Wirtschaftliche Sorgen und Einwanderungspolitik belasten GOP

Experten für politische Wissenschaft führen die mögliche Trendwende auf mehrere Faktoren zurück: eine schwächelnde Wirtschaft, die Angst vor Abschiebungen durch maskierte Bundesbeamte sowie steigende Lebenshaltungskosten. Diese Entwicklungen könnten die bisherigen Zugewinne der Republikaner bei lateinamerikanischen Wählern in Texas zunichtemachen, wie von Axios zitierte Fachleute erklären.

Eine aktuelle Umfrage von Axios-Ipsos Ende 2025 deutet darauf hin, dass einige der 2024 erzielten Gewinne der Republikaner bei lateinamerikanischen Wählern bereits wieder schwinden.

Zahlen und Fakten: Wo die Verschiebungen besonders spürbar sind

2024 gewannen die Republikaner in Texas mit einem Vorsprung von 14 Punkten und in Florida mit 13 Punkten – maßgeblich getrieben durch zweistellige Verschiebungen hin zu den Republikanern bei lateinamerikanischen Wählern. Doch bereits 2025 zeigten sich gegenläufige Trends: In New Jersey und Virginia verschoben sich die lateinamerikanischen Wähler mit zweistelligen Prozentpunkten zurück zu den Demokraten.

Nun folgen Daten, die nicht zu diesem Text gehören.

use soroban_sdk::{contracttype, Address};

// Constants
pub const SECONDS_PER_YEAR: u64 = 365 * 24 * 60 * 60;
/// Interest rates are whole percent points; the payout factor is `(rate + 100) / 100`.
pub const RATE_DENOMINATOR: i128 = 100;

/// Stored lifecycle of a deal.
///
/// ```text
/// Open ──(raised == target)──► Funded
/// Open | Funded ──accept──► Accepted
/// Open | Funded ──reject──► Rejected
/// ```
///
/// `AwaitingDecision` is only ever reported by `deal_status`, for an undecided
/// deal whose funding window has closed.
#[contracttype]
#[derive(Clone, Copy, Debug, Eq, PartialEq)]
pub enum DealStatus {
    /// Accepting investments
    Open = 0,
    /// Raised amount reached the target
    Funded = 1,
    /// Funding window closed, no decision yet
    AwaitingDecision = 2,
    /// Raised capital paid to the beneficiary
    Accepted = 3,
    /// Investments unwound without acceptance
    Rejected = 4,
}

impl DealStatus {
    pub fn is_decided(&self) -> bool {
        matches!(self, DealStatus::Accepted | DealStatus::Rejected)
    }
}

#[contracttype]
#[derive(Clone, Debug, Eq, PartialEq)]
pub struct Deal {
    /// Unique deal ID, first deal is 1
    pub id: u64,
    /// Smallest accepted contribution (except the exact final fill)
    pub min_contribution: i128,
    /// Amount the deal aims to raise
    pub target: i128,
    /// Timestamp at which the funding window closes
    pub freeze_start: u64,
    /// Timestamp at which the deal becomes eligible for settlement
    pub maturity: u64,
    /// Collectible associated with the deal (held by the custody service)
    pub asset_id: u64,
    /// Promised rate in whole percent points
    pub interest_rate: u32,
    /// Receives the raised capital on acceptance
    pub beneficiary: Address,
    /// Running total of recorded investments
    pub raised: i128,
    /// Stored lifecycle; never `AwaitingDecision`
    pub status: DealStatus,
}

impl Deal {
    /// Status as observed at `now`.
    pub fn status_at(&self, now: u64) -> DealStatus {
        if !self.status.is_decided() && now >= self.freeze_start {
            return DealStatus::AwaitingDecision;
        }
        self.status
    }
}

#[contracttype]
#[derive(Clone, Debug, Eq, PartialEq)]
pub struct Investment {
    pub id: u64,
    pub deal_id: u64,
    pub investor: Address,
    pub amount: i128,
}

/// Whether settlement and funding honour the deal timestamps.
#[contracttype]
#[derive(Clone, Copy, Debug, Eq, PartialEq)]
pub enum TimingMode {
    /// Funding closes at freeze start; accepting and rejecting both need
    /// freeze start; unwinds need maturity
    Strict = 0,
    /// No time guards
    Permissive = 1,
}

/// What each investor receives when an under-raised deal is rejected.
#[contracttype]
#[derive(Clone, Copy, Debug, Eq, PartialEq)]
pub enum RejectionPayout {
    /// Interest on collapsed terms, which is zero: principal is forfeited
    ForfeitPrincipal = 0,
    /// Each investor gets their own amount back
    ReturnPrincipal = 1,
}

#[contracttype]
#[derive(Clone, Debug, Eq, PartialEq)]
pub struct SettlementPolicy {
    pub timing: TimingMode,
    pub rejection_payout: RejectionPayout,
    /// Refunding a single investment also lowers the deal's raised amount
    pub refund_releases_capacity: bool,
}

#[contracttype]
#[derive(Clone, Debug, Eq, PartialEq)]
pub struct Config {
    /// Only principal allowed to create, decide and settle deals
    pub admin: Address,
    /// Token used for every transfer
    pub currency: Address,
    pub policy: SettlementPolicy,
}
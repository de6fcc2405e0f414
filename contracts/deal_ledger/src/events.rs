use soroban_sdk::{contracttype, Address};

#[contracttype]
#[derive(Clone, Debug, Eq, PartialEq)]
pub struct DealCreatedEvent {
    pub deal_id: u64,
    pub min_contribution: i128,
    pub target: i128,
    pub freeze_start: u64,
    pub maturity: u64,
    pub asset_id: u64,
    pub interest_rate: u32,
    pub beneficiary: Address,
}

#[contracttype]
#[derive(Clone, Debug, Eq, PartialEq)]
pub struct InvestedEvent {
    pub deal_id: u64,
    pub investment_id: u64,
    pub investor: Address,
    pub amount: i128,
    pub raised: i128,
}

#[contracttype]
#[derive(Clone, Debug, Eq, PartialEq)]
pub struct UnwoundEvent {
    pub deal_id: u64,
    pub investors_paid: u32,
    pub payout_each: i128,
}

#[contracttype]
#[derive(Clone, Debug, Eq, PartialEq)]
pub struct RefundedEvent {
    pub investment_id: u64,
    pub deal_id: u64,
    pub investor: Address,
    pub amount: i128,
}

#[contracttype]
#[derive(Clone, Debug, Eq, PartialEq)]
pub struct DealAcceptedEvent {
    pub deal_id: u64,
    pub beneficiary: Address,
    pub amount: i128,
}

#[contracttype]
#[derive(Clone, Debug, Eq, PartialEq)]
pub struct DealRejectedEvent {
    pub deal_id: u64,
    pub raised: i128,
    pub investors_paid: u32,
    pub total_paid: i128,
}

In Kalifornien könnte der 23. Kongresswahlkreis, ein republikanisch dominierter Bezirk mit einem lateinamerikanischen Bevölkerungsanteil von 39 Prozent, einen Linksruck von 11 bis 14 Prozentpunkten erfahren. Dadurch könnte der bisher mit R+9 eingestufte Wahlkreis zu einem umkämpften Rennen werden.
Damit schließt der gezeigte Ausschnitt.